If a line of the records contains the string "impl", copy it out.

**Data to examine**:
--------

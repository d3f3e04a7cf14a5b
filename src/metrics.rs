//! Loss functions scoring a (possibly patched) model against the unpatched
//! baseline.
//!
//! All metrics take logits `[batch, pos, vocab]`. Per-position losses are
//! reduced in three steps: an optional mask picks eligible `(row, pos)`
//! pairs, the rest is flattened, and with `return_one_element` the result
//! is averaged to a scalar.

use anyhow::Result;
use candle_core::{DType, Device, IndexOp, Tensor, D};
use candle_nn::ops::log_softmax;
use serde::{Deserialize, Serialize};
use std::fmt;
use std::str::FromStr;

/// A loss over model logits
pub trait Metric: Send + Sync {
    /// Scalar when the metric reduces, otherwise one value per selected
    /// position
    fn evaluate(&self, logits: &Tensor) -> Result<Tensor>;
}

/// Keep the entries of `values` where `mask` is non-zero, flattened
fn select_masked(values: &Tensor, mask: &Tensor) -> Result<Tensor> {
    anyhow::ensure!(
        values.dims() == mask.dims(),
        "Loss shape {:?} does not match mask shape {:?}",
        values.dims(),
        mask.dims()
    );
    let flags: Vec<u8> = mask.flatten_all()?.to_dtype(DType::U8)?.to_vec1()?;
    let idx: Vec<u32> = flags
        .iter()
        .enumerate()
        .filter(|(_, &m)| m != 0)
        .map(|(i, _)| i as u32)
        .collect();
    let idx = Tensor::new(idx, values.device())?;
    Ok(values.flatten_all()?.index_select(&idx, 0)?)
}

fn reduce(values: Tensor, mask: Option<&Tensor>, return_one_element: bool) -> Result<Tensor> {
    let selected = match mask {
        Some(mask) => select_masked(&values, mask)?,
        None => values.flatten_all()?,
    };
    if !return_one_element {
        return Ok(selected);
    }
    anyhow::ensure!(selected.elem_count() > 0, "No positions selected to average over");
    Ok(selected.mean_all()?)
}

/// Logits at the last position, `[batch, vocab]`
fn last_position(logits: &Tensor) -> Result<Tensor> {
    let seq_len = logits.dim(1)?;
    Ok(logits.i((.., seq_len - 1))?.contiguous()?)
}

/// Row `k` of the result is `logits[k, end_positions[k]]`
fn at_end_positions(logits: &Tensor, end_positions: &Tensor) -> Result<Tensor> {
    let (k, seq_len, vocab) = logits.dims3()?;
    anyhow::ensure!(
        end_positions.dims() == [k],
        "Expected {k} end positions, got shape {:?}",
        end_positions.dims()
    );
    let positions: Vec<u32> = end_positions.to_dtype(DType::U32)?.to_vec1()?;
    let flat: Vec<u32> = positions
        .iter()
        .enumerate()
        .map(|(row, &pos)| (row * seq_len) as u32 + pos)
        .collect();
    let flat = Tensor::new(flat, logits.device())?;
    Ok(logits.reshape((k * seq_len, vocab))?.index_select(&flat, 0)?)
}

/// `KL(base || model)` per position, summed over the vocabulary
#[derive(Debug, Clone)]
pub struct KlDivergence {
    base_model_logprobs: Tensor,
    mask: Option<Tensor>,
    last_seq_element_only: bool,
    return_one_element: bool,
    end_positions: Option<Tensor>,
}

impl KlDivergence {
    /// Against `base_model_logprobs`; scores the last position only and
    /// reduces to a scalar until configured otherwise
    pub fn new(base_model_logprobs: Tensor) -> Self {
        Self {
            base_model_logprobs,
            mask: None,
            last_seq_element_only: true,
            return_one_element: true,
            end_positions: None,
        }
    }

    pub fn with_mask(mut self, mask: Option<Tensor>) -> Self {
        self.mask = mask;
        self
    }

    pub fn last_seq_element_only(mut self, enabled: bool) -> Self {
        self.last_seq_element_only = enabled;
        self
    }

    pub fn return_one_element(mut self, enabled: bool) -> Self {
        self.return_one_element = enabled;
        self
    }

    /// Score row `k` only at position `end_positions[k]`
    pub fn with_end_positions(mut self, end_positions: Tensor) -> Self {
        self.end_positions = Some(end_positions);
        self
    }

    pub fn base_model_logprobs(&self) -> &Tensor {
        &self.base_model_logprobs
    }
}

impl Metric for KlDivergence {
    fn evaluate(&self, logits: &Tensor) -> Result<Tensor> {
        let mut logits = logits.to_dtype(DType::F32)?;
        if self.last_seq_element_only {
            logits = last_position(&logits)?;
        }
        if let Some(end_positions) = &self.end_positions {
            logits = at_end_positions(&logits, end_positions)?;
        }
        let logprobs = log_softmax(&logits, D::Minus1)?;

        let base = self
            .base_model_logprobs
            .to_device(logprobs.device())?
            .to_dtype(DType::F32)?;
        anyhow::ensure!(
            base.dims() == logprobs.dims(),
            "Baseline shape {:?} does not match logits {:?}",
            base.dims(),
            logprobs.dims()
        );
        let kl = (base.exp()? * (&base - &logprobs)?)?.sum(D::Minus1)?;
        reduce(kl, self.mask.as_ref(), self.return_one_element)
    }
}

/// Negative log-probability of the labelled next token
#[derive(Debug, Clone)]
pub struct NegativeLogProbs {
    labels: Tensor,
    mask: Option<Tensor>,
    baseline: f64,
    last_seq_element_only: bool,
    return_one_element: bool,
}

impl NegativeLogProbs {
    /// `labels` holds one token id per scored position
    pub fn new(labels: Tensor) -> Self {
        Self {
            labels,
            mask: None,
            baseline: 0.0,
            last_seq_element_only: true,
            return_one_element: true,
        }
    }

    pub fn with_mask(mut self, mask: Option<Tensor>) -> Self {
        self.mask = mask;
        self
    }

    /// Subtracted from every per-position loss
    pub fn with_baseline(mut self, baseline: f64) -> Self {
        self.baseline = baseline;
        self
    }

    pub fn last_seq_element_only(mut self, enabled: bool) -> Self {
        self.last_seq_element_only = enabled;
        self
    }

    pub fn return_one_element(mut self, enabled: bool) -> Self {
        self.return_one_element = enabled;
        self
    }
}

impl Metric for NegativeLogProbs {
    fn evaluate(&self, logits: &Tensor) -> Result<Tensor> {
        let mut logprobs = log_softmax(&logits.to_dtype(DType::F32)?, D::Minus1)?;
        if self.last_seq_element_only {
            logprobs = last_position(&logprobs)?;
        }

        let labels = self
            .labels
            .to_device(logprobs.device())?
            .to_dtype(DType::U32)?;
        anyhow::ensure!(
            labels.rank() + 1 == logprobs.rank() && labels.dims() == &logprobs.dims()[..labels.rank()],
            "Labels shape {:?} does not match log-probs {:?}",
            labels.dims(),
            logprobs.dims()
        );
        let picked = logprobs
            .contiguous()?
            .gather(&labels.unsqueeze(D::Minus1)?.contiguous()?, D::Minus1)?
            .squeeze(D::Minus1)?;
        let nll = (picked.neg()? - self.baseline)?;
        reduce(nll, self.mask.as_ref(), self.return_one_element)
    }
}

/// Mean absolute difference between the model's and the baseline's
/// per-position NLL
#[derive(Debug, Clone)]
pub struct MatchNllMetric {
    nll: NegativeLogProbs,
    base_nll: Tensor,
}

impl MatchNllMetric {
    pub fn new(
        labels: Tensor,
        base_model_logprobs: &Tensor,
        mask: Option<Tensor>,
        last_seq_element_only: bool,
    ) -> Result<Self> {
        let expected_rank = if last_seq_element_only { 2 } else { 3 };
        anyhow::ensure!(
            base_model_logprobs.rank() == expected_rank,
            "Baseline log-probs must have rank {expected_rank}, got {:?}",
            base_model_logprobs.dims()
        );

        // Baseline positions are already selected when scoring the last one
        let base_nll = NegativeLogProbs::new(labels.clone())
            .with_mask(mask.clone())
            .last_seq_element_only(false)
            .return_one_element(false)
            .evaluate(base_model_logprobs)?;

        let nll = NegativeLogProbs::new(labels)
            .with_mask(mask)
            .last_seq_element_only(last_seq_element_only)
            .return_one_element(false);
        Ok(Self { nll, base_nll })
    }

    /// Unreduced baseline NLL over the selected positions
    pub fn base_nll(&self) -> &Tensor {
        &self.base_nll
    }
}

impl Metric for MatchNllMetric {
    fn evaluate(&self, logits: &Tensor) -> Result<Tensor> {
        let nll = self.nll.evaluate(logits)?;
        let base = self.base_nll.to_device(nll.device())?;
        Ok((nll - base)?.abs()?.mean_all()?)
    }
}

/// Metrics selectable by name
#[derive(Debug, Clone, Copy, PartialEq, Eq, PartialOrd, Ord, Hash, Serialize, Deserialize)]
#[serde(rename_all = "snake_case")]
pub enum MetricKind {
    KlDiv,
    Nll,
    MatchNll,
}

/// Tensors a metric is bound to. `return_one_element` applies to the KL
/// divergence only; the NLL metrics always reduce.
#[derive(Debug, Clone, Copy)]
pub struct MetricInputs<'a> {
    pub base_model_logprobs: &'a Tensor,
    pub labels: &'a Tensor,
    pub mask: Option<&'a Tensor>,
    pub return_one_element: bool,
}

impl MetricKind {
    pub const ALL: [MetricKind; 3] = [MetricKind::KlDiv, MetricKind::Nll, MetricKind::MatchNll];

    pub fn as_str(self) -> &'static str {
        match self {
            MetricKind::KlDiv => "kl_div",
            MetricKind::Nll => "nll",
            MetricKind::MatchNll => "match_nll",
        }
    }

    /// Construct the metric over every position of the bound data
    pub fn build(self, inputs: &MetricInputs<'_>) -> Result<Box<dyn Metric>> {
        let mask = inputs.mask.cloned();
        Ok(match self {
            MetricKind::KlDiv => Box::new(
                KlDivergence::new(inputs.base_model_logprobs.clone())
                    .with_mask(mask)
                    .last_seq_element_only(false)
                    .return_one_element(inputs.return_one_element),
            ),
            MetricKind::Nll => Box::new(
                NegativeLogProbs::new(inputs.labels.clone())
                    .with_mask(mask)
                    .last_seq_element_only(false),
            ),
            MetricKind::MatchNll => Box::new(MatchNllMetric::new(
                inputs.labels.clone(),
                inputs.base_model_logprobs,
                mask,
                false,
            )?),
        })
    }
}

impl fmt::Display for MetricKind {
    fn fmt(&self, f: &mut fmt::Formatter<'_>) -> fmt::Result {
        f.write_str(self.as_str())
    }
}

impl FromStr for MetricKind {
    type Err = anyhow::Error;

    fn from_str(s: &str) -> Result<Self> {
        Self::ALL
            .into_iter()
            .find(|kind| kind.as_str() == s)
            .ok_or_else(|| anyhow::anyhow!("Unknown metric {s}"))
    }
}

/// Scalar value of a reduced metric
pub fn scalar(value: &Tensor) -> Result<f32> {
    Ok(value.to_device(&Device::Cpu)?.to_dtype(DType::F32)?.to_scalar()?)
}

--------

**Result for this exercise**:
impl KlDivergence {
impl Metric for KlDivergence {
impl NegativeLogProbs {
impl Metric for NegativeLogProbs {
impl MatchNllMetric {
impl Metric for MatchNllMetric {
impl MetricKind {
impl fmt::Display for MetricKind {
impl FromStr for MetricKind {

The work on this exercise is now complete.